Gridhot.ID - Pilot Susi Air Kapten Philip Mark Mehrtens hingga kini masih belum dibebaskan oleh jenderal tinggi KKB Papua Egianus Kogoya.
Sudah sekitar setahun Egianus Kogoya masih terus menyandera Kapten Philip dan menahannya di pedalaman hutan Papua.
Dikutip Gridhot dari Kompas TV sebelumnya, KKB Papua sempat mengeluarkan permintaan untuk membawa istri sang Pilot Susi Air ke markas Egianus Kogoya.
Hal tersebut diminta agar Kapten Philip bisa bertemu lagi dengan istrinya.
Namun Satgas Damai Cartenz sudah mencium gelagat mencurigakan sehingga permintaan tersebut tidak ditanggapi.
"Itu propaganda yang dilakukan KKB dengan harapan bila istri Pilot berkebangsaan Selandia Baru itu datang ke Nduga maka akan disandera," jelas Kasatgas Humas Damai Cartenz Polda Papua, AKBP Bayu Suseno.
Sebelum adanya permintaan tersebut, Egianus Kogoya memang sudah sempat mengunggah video yang menunjukkan segerombolan anggota KKB Papua bersama dirinya mengacungkan senjata ke kepala Kapten Philip.
Egianus mengancam pemerintahan Indonesia untuk segera mewujudkan poin-poin negosiasi mereka atau tidak sang pilot akan ditembak mati.
Meski sempat mengeluarkan ancaman tersebut, beberapa waktu kemudian Kapten Philips ditemukan fotonya sedang duduk bersama Egianus Kogoya dalam kondisi sehat.
Meski belum ada kejelasan, namun nyatanya pihak Tentara Pembebasan Nasional Papua Barat mengaku akan segera membebaskan Kapten Philips secara mandiri.
Dikutip Gridhot dari Tribun palu, pernyataan pembebasan Philip Mark Mehrtens dikeluarkan oleh juru bicara Tentara Pembebasan Nasional Papua Barat-Organisasi Papua Merdeka (TPNBP-OPM) , Sebby Sambom.
Baca Juga: Senjata Anggota Polisi Direbut KKB Papua, Kapolda Akui Anak Buahnya Teledor: Ke Pasar Jangan Dibawa!

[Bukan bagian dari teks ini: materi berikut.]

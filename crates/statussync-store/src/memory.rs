//! In-memory sheets
//!
//! Rows are kept per sheet in row order. Failures can be injected to drive
//! the pipeline's error paths.

use crate::StoreError;
use statussync_domain::traits::TabularStore;
use statussync_domain::{SheetRow, StoredRow, FIRST_DATA_ROW};
use std::collections::HashMap;

#[derive(Debug, Clone, Copy, PartialEq, Eq)]
enum Failure {
    Unavailable,
    Authentication,
}

impl Failure {
    fn to_error(self, operation: &str) -> StoreError {
        match self {
            Failure::Unavailable => StoreError::Unavailable(format!("{} failed", operation)),
            Failure::Authentication => StoreError::Authentication(format!("{} rejected", operation)),
        }
    }
}

/// In-memory implementation of TabularStore
///
/// # Examples
///
/// ```
/// use statussync_domain::traits::TabularStore;
/// use statussync_domain::SheetRow;
/// use statussync_store::MemorySheetStore;
///
/// let mut store = MemorySheetStore::new();
/// store.append_row("Sheet1", &SheetRow::from_cells(&["applied", "Acme", "Engineer"])).unwrap();
/// assert_eq!(store.read_all("Sheet1").unwrap()[0].row_number, 2);
/// ```
#[derive(Debug, Clone, Default)]
pub struct MemorySheetStore {
    sheets: HashMap<String, Vec<SheetRow>>,
    read_failure: Option<Failure>,
    write_failure: Option<(String, Failure)>,
    writes: usize,
}

impl MemorySheetStore {
    /// Create an empty store
    pub fn new() -> Self {
        Self::default()
    }

    /// Create a store with `rows` as the data rows of `sheet`
    pub fn with_rows(sheet: impl Into<String>, rows: Vec<SheetRow>) -> Self {
        let mut store = Self::new();
        store.sheets.insert(sheet.into(), rows);
        store
    }

    /// Make every read fail with an unavailable error
    pub fn fail_reads(&mut self) {
        self.read_failure = Some(Failure::Unavailable);
    }

    /// Make every read fail with an authentication error
    pub fn reject_reads(&mut self) {
        self.read_failure = Some(Failure::Authentication);
    }

    /// Make writes of rows whose company contains `fragment` fail
    pub fn fail_writes_for(&mut self, fragment: impl Into<String>) {
        self.write_failure = Some((fragment.into(), Failure::Unavailable));
    }

    /// Reject writes of rows whose company contains `fragment` as unauthenticated
    pub fn reject_writes_for(&mut self, fragment: impl Into<String>) {
        self.write_failure = Some((fragment.into(), Failure::Authentication));
    }

    /// Data rows of `sheet`, in row order
    pub fn rows(&self, sheet: &str) -> Vec<SheetRow> {
        self.sheets.get(sheet).cloned().unwrap_or_default()
    }

    /// Number of successful appends and updates
    pub fn write_count(&self) -> usize {
        self.writes
    }

    fn check_write(&self, row: &SheetRow) -> Result<(), StoreError> {
        match &self.write_failure {
            Some((fragment, failure)) if row.company.contains(fragment.as_str()) => {
                Err(failure.to_error("write"))
            }
            _ => Ok(()),
        }
    }
}

impl TabularStore for MemorySheetStore {
    type Error = StoreError;

    fn read_all(&self, sheet: &str) -> Result<Vec<StoredRow>, Self::Error> {
        if let Some(failure) = self.read_failure {
            return Err(failure.to_error("read"));
        }
        Ok(self
            .rows(sheet)
            .into_iter()
            .enumerate()
            .map(|(i, row)| StoredRow::new(FIRST_DATA_ROW + i, row))
            .collect())
    }

    fn append_row(&mut self, sheet: &str, row: &SheetRow) -> Result<(), Self::Error> {
        self.check_write(row)?;
        self.sheets.entry(sheet.to_string()).or_default().push(row.clone());
        self.writes += 1;
        Ok(())
    }

    fn update_row(&mut self, sheet: &str, row_number: usize, row: &SheetRow) -> Result<(), Self::Error> {
        self.check_write(row)?;
        let slot = row_number
            .checked_sub(FIRST_DATA_ROW)
            .and_then(|index| self.sheets.get_mut(sheet)?.get_mut(index))
            .ok_or_else(|| StoreError::RowOutOfRange {
                sheet: sheet.to_string(),
                row: row_number,
            })?;
        *slot = row.clone();
        self.writes += 1;
        Ok(())
    }
}

#[cfg(test)]
mod tests {
    use super::*;
    use statussync_domain::traits::CollaboratorError;

    fn row(company: &str) -> SheetRow {
        SheetRow::from_cells(&["applied", company, "Engineer"])
    }

    #[test]
    fn test_rows_are_numbered_from_two() {
        let store = MemorySheetStore::with_rows("Sheet1", vec![row("Acme"), row("Globex")]);
        let rows = store.read_all("Sheet1").unwrap();
        assert_eq!(rows[0].row_number, 2);
        assert_eq!(rows[1].row_number, 3);
    }

    #[test]
    fn test_update_replaces_row() {
        let mut store = MemorySheetStore::with_rows("Sheet1", vec![row("Acme")]);
        store.update_row("Sheet1", 2, &row("Acme Corp")).unwrap();
        assert_eq!(store.rows("Sheet1")[0].company, "Acme Corp");
        assert_eq!(store.write_count(), 1);
    }

    #[test]
    fn test_update_outside_data_rows() {
        let mut store = MemorySheetStore::with_rows("Sheet1", vec![row("Acme")]);
        assert!(store.update_row("Sheet1", 1, &row("x")).is_err());
        assert!(store.update_row("Sheet1", 3, &row("x")).is_err());
        assert!(store.update_row("Other", 2, &row("x")).is_err());
    }

    #[test]
    fn test_injected_failures() {
        let mut store = MemorySheetStore::new();
        store.fail_writes_for("Broken");
        assert!(store.append_row("Sheet1", &row("Acme")).is_ok());
        let err = store.append_row("Sheet1", &row("Broken Co")).unwrap_err();
        assert!(!err.is_authentication());

        store.reject_reads();
        assert!(store.read_all("Sheet1").unwrap_err().is_authentication());
    }
}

Nasib Philip Mark Mehrtens pilot Susi Air yang berkewarganegaraan Selandia Baru yang sudah hampir satu tahun disandera oleh Tentara Pembebasan Nasional Papua Barat-Organisasi Papua Merdeka (TPNBP-OPM) akhirnya menemukan titik terang.
Tentara Pembebasan Nasional Papua Barat-Organisasi Papua Merdeka (TPNBP- OPM) menyatakan siap membebaskan pilot Susi Air itu pada 7 Februari 2024, tepat setahun pilot berpaspor Selandia Baru itu disandera.
“Pilot asal Selandia Baru yang ditahan pasukan kami di bawah pimpinan Egianus Kogoya harus dibebaskan demi kemanusiaan berdasarkan hukum perang humaniter internasional. Tidak ada alasan untuk pilot harus ditahan sampai dunia kiamat,” kata juru bicara TPNPB-OPM, Sebby Sambom, kepada VOA, Sabtu (3/2/2024).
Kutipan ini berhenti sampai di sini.